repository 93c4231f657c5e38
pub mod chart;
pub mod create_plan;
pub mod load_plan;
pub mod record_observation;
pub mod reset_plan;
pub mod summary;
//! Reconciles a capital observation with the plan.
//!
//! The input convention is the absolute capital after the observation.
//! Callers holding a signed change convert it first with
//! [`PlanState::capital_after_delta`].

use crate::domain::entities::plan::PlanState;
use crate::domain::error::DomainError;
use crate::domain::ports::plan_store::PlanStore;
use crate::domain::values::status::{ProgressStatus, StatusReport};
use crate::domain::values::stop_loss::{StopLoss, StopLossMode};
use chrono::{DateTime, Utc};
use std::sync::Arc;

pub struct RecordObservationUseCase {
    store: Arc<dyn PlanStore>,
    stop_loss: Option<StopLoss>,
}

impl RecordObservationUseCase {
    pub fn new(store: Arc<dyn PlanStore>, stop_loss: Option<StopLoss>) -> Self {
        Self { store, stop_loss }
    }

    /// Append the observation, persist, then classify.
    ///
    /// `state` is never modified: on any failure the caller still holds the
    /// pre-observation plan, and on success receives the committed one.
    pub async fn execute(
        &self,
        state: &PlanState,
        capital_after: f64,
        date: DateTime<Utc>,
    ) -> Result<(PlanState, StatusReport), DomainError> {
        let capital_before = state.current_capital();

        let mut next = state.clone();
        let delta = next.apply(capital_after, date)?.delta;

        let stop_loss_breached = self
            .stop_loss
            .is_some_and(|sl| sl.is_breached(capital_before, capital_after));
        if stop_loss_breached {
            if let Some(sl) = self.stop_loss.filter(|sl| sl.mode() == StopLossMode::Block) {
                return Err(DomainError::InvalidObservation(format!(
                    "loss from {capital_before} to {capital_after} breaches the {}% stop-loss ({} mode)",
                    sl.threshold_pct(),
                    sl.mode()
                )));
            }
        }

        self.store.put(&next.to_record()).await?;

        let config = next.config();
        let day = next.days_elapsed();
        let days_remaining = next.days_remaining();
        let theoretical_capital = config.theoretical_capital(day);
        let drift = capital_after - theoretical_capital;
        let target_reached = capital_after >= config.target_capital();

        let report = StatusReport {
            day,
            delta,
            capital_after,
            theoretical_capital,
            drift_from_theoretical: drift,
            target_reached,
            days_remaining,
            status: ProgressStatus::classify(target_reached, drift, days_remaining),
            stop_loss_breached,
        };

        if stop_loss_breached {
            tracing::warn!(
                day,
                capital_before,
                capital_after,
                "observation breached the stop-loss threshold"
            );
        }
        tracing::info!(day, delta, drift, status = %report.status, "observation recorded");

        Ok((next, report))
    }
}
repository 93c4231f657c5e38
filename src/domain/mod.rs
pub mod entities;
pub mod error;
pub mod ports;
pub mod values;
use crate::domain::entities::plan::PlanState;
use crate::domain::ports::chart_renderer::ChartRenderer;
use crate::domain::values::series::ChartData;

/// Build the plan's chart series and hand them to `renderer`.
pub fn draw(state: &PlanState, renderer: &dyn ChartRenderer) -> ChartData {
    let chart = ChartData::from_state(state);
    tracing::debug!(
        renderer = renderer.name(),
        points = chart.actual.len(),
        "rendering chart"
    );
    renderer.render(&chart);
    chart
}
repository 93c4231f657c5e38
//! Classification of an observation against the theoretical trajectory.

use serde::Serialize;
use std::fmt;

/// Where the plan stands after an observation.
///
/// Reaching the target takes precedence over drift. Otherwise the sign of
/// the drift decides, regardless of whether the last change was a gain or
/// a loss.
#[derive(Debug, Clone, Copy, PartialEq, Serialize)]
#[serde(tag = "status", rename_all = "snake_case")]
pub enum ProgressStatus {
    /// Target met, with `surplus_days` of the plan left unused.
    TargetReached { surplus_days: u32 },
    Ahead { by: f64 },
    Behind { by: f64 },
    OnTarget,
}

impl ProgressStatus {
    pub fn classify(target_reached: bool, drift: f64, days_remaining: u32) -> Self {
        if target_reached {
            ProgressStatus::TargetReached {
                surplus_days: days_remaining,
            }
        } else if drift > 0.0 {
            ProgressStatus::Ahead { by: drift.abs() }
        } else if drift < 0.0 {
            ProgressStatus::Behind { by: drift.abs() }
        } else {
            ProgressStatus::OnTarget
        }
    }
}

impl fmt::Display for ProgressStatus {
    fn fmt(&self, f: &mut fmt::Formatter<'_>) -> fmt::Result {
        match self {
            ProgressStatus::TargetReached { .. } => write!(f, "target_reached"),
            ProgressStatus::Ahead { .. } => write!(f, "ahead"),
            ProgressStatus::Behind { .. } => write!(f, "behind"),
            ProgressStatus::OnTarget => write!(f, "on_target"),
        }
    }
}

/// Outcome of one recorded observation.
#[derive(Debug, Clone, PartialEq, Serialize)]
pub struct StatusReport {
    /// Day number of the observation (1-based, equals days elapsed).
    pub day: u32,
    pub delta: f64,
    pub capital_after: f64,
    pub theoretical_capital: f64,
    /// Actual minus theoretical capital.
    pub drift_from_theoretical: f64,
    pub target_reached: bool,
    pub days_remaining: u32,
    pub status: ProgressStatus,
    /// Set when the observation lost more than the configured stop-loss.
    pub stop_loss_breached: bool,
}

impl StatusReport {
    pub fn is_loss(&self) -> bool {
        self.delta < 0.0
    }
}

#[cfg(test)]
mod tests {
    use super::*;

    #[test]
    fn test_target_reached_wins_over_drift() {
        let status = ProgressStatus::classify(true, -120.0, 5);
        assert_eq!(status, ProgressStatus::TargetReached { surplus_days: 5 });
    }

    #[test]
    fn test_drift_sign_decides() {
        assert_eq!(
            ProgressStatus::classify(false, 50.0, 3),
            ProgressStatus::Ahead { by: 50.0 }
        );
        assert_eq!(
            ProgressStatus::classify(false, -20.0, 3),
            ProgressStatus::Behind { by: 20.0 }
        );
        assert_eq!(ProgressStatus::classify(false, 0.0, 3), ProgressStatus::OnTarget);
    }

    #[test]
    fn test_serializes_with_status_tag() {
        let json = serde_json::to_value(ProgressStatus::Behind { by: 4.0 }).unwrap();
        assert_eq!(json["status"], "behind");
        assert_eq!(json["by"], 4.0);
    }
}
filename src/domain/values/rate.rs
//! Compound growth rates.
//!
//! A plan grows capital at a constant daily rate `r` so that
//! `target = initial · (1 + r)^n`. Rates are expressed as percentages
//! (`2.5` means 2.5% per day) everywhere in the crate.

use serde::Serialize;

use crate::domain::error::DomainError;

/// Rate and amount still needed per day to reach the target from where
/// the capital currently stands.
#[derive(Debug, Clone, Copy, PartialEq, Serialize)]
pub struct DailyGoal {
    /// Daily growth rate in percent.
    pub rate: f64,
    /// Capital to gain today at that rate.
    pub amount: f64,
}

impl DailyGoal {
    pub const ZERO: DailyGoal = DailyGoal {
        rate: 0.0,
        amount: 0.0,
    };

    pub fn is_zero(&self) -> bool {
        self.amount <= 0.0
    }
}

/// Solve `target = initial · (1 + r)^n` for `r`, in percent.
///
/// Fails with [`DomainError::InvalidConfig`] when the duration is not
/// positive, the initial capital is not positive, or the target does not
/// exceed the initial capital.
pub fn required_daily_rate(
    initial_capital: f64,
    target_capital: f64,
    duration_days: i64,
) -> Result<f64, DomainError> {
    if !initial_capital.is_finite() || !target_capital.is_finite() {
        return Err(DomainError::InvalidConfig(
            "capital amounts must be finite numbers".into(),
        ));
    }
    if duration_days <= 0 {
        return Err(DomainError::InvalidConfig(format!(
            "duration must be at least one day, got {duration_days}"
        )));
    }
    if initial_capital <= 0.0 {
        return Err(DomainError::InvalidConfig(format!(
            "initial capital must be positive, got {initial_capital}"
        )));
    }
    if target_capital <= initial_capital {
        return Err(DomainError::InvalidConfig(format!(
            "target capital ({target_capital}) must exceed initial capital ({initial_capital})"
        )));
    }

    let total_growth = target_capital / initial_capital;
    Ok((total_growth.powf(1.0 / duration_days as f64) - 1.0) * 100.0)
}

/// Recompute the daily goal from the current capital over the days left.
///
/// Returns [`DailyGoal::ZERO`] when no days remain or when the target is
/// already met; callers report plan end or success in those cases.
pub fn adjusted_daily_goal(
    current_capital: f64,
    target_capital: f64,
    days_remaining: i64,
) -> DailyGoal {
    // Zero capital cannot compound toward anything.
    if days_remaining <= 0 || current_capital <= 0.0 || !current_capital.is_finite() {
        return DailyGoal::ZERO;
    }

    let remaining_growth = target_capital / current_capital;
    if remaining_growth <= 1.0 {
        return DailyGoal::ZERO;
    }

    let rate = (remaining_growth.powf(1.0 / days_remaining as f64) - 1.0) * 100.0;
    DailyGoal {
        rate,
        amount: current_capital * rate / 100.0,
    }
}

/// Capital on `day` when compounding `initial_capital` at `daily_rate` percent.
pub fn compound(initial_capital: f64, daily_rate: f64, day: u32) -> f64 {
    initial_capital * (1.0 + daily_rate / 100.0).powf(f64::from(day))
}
==*==
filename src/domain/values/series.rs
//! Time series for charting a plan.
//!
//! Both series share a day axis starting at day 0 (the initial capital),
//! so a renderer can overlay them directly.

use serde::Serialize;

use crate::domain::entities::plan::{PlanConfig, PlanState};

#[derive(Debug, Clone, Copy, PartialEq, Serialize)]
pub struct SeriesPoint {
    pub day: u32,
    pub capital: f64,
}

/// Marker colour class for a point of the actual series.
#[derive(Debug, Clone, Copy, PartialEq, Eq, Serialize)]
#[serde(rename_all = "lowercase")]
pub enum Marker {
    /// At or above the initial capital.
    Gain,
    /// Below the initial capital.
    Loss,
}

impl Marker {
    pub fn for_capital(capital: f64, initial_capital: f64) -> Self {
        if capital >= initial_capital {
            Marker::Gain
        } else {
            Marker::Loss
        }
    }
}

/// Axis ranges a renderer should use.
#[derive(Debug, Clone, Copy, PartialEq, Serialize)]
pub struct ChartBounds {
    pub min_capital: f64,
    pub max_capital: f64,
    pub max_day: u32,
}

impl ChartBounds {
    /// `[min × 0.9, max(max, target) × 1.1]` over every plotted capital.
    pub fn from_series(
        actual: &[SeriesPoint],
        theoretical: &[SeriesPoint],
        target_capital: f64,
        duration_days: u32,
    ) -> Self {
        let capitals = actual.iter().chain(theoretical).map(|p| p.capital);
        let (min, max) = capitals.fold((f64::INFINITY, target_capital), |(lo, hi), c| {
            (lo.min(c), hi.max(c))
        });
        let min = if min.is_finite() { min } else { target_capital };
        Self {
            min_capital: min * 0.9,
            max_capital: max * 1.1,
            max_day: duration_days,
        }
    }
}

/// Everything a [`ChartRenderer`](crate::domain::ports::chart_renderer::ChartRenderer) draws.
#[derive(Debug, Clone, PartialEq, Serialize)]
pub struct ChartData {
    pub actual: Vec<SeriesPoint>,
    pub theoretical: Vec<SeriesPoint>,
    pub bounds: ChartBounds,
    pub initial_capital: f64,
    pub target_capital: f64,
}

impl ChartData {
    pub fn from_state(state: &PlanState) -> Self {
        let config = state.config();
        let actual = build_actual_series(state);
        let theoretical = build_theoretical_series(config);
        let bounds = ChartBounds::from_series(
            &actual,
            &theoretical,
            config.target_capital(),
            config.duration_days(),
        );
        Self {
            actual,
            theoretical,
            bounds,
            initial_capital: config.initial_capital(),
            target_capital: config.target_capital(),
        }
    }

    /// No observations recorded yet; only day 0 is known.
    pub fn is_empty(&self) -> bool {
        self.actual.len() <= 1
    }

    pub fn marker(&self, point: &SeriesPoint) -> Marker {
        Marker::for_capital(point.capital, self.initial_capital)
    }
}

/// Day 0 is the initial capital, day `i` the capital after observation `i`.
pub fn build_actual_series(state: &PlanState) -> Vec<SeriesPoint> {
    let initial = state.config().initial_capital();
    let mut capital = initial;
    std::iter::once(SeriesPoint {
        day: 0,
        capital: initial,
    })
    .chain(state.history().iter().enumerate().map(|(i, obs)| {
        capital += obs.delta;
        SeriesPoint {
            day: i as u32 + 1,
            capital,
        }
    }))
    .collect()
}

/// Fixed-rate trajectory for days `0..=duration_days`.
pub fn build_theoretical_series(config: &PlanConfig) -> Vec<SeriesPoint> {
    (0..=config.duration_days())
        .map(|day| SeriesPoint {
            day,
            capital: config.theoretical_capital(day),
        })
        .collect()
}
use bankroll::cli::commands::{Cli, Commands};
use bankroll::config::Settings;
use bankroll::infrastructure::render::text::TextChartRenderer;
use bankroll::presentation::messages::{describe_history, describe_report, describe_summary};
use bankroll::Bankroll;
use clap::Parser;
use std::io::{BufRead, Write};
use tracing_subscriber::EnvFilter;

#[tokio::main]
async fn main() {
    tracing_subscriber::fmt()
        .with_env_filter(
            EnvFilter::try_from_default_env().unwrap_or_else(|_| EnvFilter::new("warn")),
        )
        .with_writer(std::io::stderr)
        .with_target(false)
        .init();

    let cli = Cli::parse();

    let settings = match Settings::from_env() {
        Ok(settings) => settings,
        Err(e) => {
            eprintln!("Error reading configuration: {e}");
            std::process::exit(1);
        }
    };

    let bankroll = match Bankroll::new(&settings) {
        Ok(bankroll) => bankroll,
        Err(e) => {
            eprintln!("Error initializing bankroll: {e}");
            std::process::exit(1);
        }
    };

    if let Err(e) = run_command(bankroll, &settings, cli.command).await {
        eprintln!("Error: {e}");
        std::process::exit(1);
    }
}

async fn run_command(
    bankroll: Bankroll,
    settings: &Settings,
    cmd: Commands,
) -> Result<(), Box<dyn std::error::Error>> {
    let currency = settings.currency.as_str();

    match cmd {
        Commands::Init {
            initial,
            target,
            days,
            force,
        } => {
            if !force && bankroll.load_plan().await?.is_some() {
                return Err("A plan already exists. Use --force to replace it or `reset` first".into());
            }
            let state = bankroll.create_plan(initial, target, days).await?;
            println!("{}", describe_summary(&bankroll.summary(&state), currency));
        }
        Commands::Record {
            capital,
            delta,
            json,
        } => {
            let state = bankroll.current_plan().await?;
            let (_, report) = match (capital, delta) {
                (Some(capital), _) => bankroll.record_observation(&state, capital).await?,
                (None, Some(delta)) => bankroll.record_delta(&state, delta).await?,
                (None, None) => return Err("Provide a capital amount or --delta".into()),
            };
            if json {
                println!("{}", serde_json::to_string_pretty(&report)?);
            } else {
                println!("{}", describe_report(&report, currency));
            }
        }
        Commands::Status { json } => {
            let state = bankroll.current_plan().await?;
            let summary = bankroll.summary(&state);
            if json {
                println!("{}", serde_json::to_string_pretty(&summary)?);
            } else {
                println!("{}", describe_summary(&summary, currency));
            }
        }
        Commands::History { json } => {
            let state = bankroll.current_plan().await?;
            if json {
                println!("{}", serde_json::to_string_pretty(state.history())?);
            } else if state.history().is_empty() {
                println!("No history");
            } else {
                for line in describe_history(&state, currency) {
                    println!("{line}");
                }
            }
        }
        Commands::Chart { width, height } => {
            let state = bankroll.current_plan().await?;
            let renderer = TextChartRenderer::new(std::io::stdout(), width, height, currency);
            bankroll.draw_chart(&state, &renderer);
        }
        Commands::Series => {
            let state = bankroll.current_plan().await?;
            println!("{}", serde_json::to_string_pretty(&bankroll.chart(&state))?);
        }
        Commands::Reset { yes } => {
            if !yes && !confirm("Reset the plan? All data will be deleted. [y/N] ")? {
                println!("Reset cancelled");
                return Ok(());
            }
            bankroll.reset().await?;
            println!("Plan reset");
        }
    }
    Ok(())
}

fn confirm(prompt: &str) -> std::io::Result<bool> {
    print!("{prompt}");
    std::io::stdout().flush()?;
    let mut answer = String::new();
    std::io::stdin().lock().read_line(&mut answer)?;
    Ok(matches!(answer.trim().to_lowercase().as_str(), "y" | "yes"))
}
==*==
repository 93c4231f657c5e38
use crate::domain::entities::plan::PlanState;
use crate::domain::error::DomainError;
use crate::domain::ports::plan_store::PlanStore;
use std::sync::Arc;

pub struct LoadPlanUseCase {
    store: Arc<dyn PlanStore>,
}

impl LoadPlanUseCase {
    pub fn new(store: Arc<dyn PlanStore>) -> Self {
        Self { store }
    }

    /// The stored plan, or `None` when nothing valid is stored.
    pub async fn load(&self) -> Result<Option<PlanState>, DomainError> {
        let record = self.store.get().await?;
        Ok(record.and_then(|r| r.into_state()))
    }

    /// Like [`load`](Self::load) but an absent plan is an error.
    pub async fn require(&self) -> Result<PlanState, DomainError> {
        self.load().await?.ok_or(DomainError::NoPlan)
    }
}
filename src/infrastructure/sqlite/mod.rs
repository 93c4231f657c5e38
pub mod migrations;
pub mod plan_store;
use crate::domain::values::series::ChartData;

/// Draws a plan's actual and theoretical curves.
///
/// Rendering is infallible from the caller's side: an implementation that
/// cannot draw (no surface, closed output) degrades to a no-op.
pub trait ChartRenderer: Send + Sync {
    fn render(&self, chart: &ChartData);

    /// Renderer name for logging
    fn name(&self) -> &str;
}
==*==
| Aim of the task |
Within the entries, find all lines that contain "Result" and copy each one.

| Completed exercise |
    ) -> Result<(PlanState, StatusReport), DomainError> {
    fn fmt(&self, f: &mut fmt::Formatter<'_>) -> fmt::Result {
) -> Result<f64, DomainError> {
) -> Result<(), Box<dyn std::error::Error>> {
fn confirm(prompt: &str) -> std::io::Result<bool> {
    pub async fn load(&self) -> Result<Option<PlanState>, DomainError> {
    pub async fn require(&self) -> Result<PlanState, DomainError> {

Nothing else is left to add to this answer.